*** Data for this task

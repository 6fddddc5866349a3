//! Input resolution.
//!
//! Replaces every input reference of a unit with the concrete output value
//! it is bound to. Same-unit references are left untouched; only the
//! resource provider can resolve them.

use std::collections::BTreeMap;

use serde::Serialize;
use tierstack_common::error::{Result, TierstackError};
use tierstack_common::types::{LogicalName, UnitId};

use crate::graph::resource_order;
use crate::reference::{Reference, Value};
use crate::resource::ResourceSpec;
use crate::unit::UnitDecl;

/// A unit whose inputs have been substituted.
#[derive(Debug, Clone, PartialEq, Eq, Serialize)]
pub struct ResolvedUnit {
    /// Unit identifier.
    pub id: UnitId,
    /// Input values that were substituted.
    pub inputs: BTreeMap<String, String>,
    /// Resources with input references replaced by literals.
    pub resources: Vec<ResourceSpec>,
    /// Outputs with input references replaced by literals.
    pub outputs: Vec<(String, Value)>,
}

impl ResolvedUnit {
    /// Looks up a resource by logical name.
    #[must_use]
    pub fn resource(&self, name: &str) -> Option<&ResourceSpec> {
        self.resources.iter().find(|r| r.name.as_str() == name)
    }

    /// Input names still referenced after resolution.
    #[must_use]
    pub fn pending_inputs(&self) -> Vec<&str> {
        let mut pending: Vec<&str> = self
            .resources
            .iter()
            .flat_map(|r| r.body.values())
            .chain(self.outputs.iter().map(|(_, v)| v))
            .filter_map(|v| match v.reference() {
                Some(Reference::Input { name }) => Some(name.as_str()),
                _ => None,
            })
            .collect();
        pending.sort_unstable();
        pending.dedup();
        pending
    }

    /// Resources in realization order.
    ///
    /// # Errors
    ///
    /// Returns [`TierstackError::CyclicDependency`] if same-unit references
    /// form a cycle.
    pub fn resource_order(&self) -> Result<Vec<LogicalName>> {
        resource_order(&self.id, &self.resources)
    }
}

/// Substitutes every declared input of `unit` with its value.
///
/// # Errors
///
/// Returns [`TierstackError::UnboundInput`] if a declared input has no
/// value.
pub fn resolve_inputs(unit: &UnitDecl, values: &BTreeMap<String, String>) -> Result<ResolvedUnit> {
    if let Some(missing) = unit.inputs().iter().find(|i| !values.contains_key(*i)) {
        return Err(TierstackError::UnboundInput {
            unit: unit.id().clone(),
            input: missing.clone(),
        });
    }
    Ok(substitute(unit, values))
}

/// Substitutes the inputs that have values and leaves the rest as
/// references. Used to show a unit before its dependencies are realized.
#[must_use]
pub fn resolve_available(unit: &UnitDecl, values: &BTreeMap<String, String>) -> ResolvedUnit {
    substitute(unit, values)
}

fn substitute(unit: &UnitDecl, values: &BTreeMap<String, String>) -> ResolvedUnit {
    let inputs: BTreeMap<String, String> = unit
        .inputs()
        .iter()
        .filter_map(|i| values.get(i).map(|v| (i.clone(), v.clone())))
        .collect();

    let mut resources = unit.resources().to_vec();
    for spec in &mut resources {
        for value in spec.body.values_mut() {
            inject(value, &inputs);
        }
    }
    let mut outputs = unit.outputs().to_vec();
    for (_, value) in &mut outputs {
        inject(value, &inputs);
    }

    tracing::debug!(unit = %unit.id(), inputs = inputs.len(), "resolved unit inputs");
    ResolvedUnit {
        id: unit.id().clone(),
        inputs,
        resources,
        outputs,
    }
}

fn inject(value: &mut Value, inputs: &BTreeMap<String, String>) {
    if let Value::Ref(Reference::Input { name }) = value {
        if let Some(resolved) = inputs.get(name.as_str()) {
            *value = Value::literal(resolved.clone());
        }
    }
}

#[cfg(test)]
mod tests {
    use super::*;
    use crate::reference::Attribute;
    use crate::resource::{Cluster, ResourceBody};

    fn unit() -> UnitDecl {
        UnitDecl::new("app")
            .input("vpc")
            .input("region-name")
            .resource(
                "cluster",
                ResourceBody::Cluster(Cluster {
                    network: Value::input("vpc"),
                }),
            )
            .output("cluster", Value::attr("cluster", Attribute::Arn))
            .output("region", Value::input("region-name"))
    }

    fn values(pairs: &[(&str, &str)]) -> BTreeMap<String, String> {
        pairs
            .iter()
            .map(|(k, v)| ((*k).to_string(), (*v).to_string()))
            .collect()
    }

    #[test]
    fn resolve_replaces_inputs_with_literals() {
        let resolved = resolve_inputs(
            &unit(),
            &values(&[("vpc", "vpc-1"), ("region-name", "ap-northeast-1")]),
        )
        .expect("should resolve");

        let cluster = resolved.resource("cluster").expect("cluster");
        assert_eq!(cluster.body.values(), vec![&Value::literal("vpc-1")]);
        assert_eq!(resolved.outputs[1].1, Value::literal("ap-northeast-1"));
        assert!(resolved.pending_inputs().is_empty());
    }

    #[test]
    fn resolve_keeps_same_unit_references() {
        let resolved = resolve_inputs(
            &unit(),
            &values(&[("vpc", "vpc-1"), ("region-name", "r")]),
        )
        .expect("should resolve");
        assert_eq!(resolved.outputs[0].1, Value::attr("cluster", Attribute::Arn));
    }

    #[test]
    fn resolve_missing_input_fails() {
        let err = resolve_inputs(&unit(), &values(&[("vpc", "vpc-1")])).unwrap_err();
        assert!(matches!(
            err,
            TierstackError::UnboundInput { ref input, .. } if input == "region-name"
        ));
    }

    #[test]
    fn resolve_available_leaves_pending_inputs() {
        let resolved = resolve_available(&unit(), &values(&[("vpc", "vpc-1")]));
        assert_eq!(resolved.pending_inputs(), vec!["region-name"]);
        assert_eq!(resolved.inputs.len(), 1);
    }

    #[test]
    fn undeclared_values_are_ignored() {
        let resolved = resolve_available(&unit(), &values(&[("unrelated", "x")]));
        assert!(resolved.inputs.is_empty());
        assert_eq!(resolved.pending_inputs(), vec!["region-name", "vpc"]);
    }
}
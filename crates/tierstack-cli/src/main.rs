//! # tstk — tierstack CLI
//!
//! Compiles the two-tier topology and realizes it unit by unit.
//! Realized outputs persist in a state file between invocations.

#![cfg_attr(test, allow(clippy::expect_used, clippy::unwrap_used, clippy::panic))]

mod commands;
mod output;

use clap::Parser;

use crate::commands::Cli;

fn main() -> anyhow::Result<()> {
    tracing_subscriber::fmt()
        .with_env_filter(
            tracing_subscriber::EnvFilter::from_default_env()
        )
        .init();

    let cli = Cli::parse();
    commands::execute(cli)
}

******

What to produce – With no line omitted, copy all the data exactly.

Solution to the problem –
repository 6fddddc5866349a3
//! Input resolution.
//!
//! Replaces every input reference of a unit with the concrete output value
//! it is bound to. Same-unit references are left untouched; only the
//! resource provider can resolve them.

use std::collections::BTreeMap;

use serde::Serialize;
use tierstack_common::error::{Result, TierstackError};
use tierstack_common::types::{LogicalName, UnitId};

use crate::graph::resource_order;
use crate::reference::{Reference, Value};
use crate::resource::ResourceSpec;
use crate::unit::UnitDecl;

/// A unit whose inputs have been substituted.
#[derive(Debug, Clone, PartialEq, Eq, Serialize)]
pub struct ResolvedUnit {
    /// Unit identifier.
    pub id: UnitId,
    /// Input values that were substituted.
    pub inputs: BTreeMap<String, String>,
    /// Resources with input references replaced by literals.
    pub resources: Vec<ResourceSpec>,
    /// Outputs with input references replaced by literals.
    pub outputs: Vec<(String, Value)>,
}

impl ResolvedUnit {
    /// Looks up a resource by logical name.
    #[must_use]
    pub fn resource(&self, name: &str) -> Option<&ResourceSpec> {
        self.resources.iter().find(|r| r.name.as_str() == name)
    }

    /// Input names still referenced after resolution.
    #[must_use]
    pub fn pending_inputs(&self) -> Vec<&str> {
        let mut pending: Vec<&str> = self
            .resources
            .iter()
            .flat_map(|r| r.body.values())
            .chain(self.outputs.iter().map(|(_, v)| v))
            .filter_map(|v| match v.reference() {
                Some(Reference::Input { name }) => Some(name.as_str()),
                _ => None,
            })
            .collect();
        pending.sort_unstable();
        pending.dedup();
        pending
    }

    /// Resources in realization order.
    ///
    /// # Errors
    ///
    /// Returns [`TierstackError::CyclicDependency`] if same-unit references
    /// form a cycle.
    pub fn resource_order(&self) -> Result<Vec<LogicalName>> {
        resource_order(&self.id, &self.resources)
    }
}

/// Substitutes every declared input of `unit` with its value.
///
/// # Errors
///
/// Returns [`TierstackError::UnboundInput`] if a declared input has no
/// value.
pub fn resolve_inputs(unit: &UnitDecl, values: &BTreeMap<String, String>) -> Result<ResolvedUnit> {
    if let Some(missing) = unit.inputs().iter().find(|i| !values.contains_key(*i)) {
        return Err(TierstackError::UnboundInput {
            unit: unit.id().clone(),
            input: missing.clone(),
        });
    }
    Ok(substitute(unit, values))
}

/// Substitutes the inputs that have values and leaves the rest as
/// references. Used to show a unit before its dependencies are realized.
#[must_use]
pub fn resolve_available(unit: &UnitDecl, values: &BTreeMap<String, String>) -> ResolvedUnit {
    substitute(unit, values)
}

fn substitute(unit: &UnitDecl, values: &BTreeMap<String, String>) -> ResolvedUnit {
    let inputs: BTreeMap<String, String> = unit
        .inputs()
        .iter()
        .filter_map(|i| values.get(i).map(|v| (i.clone(), v.clone())))
        .collect();

    let mut resources = unit.resources().to_vec();
    for spec in &mut resources {
        for value in spec.body.values_mut() {
            inject(value, &inputs);
        }
    }
    let mut outputs = unit.outputs().to_vec();
    for (_, value) in &mut outputs {
        inject(value, &inputs);
    }

    tracing::debug!(unit = %unit.id(), inputs = inputs.len(), "resolved unit inputs");
    ResolvedUnit {
        id: unit.id().clone(),
        inputs,
        resources,
        outputs,
    }
}

fn inject(value: &mut Value, inputs: &BTreeMap<String, String>) {
    if let Value::Ref(Reference::Input { name }) = value {
        if let Some(resolved) = inputs.get(name.as_str()) {
            *value = Value::literal(resolved.clone());
        }
    }
}

#[cfg(test)]
mod tests {
    use super::*;
    use crate::reference::Attribute;
    use crate::resource::{Cluster, ResourceBody};

    fn unit() -> UnitDecl {
        UnitDecl::new("app")
            .input("vpc")
            .input("region-name")
            .resource(
                "cluster",
                ResourceBody::Cluster(Cluster {
                    network: Value::input("vpc"),
                }),
            )
            .output("cluster", Value::attr("cluster", Attribute::Arn))
            .output("region", Value::input("region-name"))
    }

    fn values(pairs: &[(&str, &str)]) -> BTreeMap<String, String> {
        pairs
            .iter()
            .map(|(k, v)| ((*k).to_string(), (*v).to_string()))
            .collect()
    }

    #[test]
    fn resolve_replaces_inputs_with_literals() {
        let resolved = resolve_inputs(
            &unit(),
            &values(&[("vpc", "vpc-1"), ("region-name", "ap-northeast-1")]),
        )
        .expect("should resolve");

        let cluster = resolved.resource("cluster").expect("cluster");
        assert_eq!(cluster.body.values(), vec![&Value::literal("vpc-1")]);
        assert_eq!(resolved.outputs[1].1, Value::literal("ap-northeast-1"));
        assert!(resolved.pending_inputs().is_empty());
    }

    #[test]
    fn resolve_keeps_same_unit_references() {
        let resolved = resolve_inputs(
            &unit(),
            &values(&[("vpc", "vpc-1"), ("region-name", "r")]),
        )
        .expect("should resolve");
        assert_eq!(resolved.outputs[0].1, Value::attr("cluster", Attribute::Arn));
    }

    #[test]
    fn resolve_missing_input_fails() {
        let err = resolve_inputs(&unit(), &values(&[("vpc", "vpc-1")])).unwrap_err();
        assert!(matches!(
            err,
            TierstackError::UnboundInput { ref input, .. } if input == "region-name"
        ));
    }

    #[test]
    fn resolve_available_leaves_pending_inputs() {
        let resolved = resolve_available(&unit(), &values(&[("vpc", "vpc-1")]));
        assert_eq!(resolved.pending_inputs(), vec!["region-name"]);
        assert_eq!(resolved.inputs.len(), 1);
    }

    #[test]
    fn undeclared_values_are_ignored() {
        let resolved = resolve_available(&unit(), &values(&[("unrelated", "x")]));
        assert!(resolved.inputs.is_empty());
        assert_eq!(resolved.pending_inputs(), vec!["region-name", "vpc"]);
    }
}
filename crates/tierstack-cli/src/main.rs
//! # tstk — tierstack CLI
//!
//! Compiles the two-tier topology and realizes it unit by unit.
//! Realized outputs persist in a state file between invocations.

#![cfg_attr(test, allow(clippy::expect_used, clippy::unwrap_used, clippy::panic))]

mod commands;
mod output;

use clap::Parser;

use crate::commands::Cli;

fn main() -> anyhow::Result<()> {
    tracing_subscriber::fmt()
        .with_env_filter(
            tracing_subscriber::EnvFilter::from_default_env()
        )
        .init();

    let cli = Cli::parse();
    commands::execute(cli)
}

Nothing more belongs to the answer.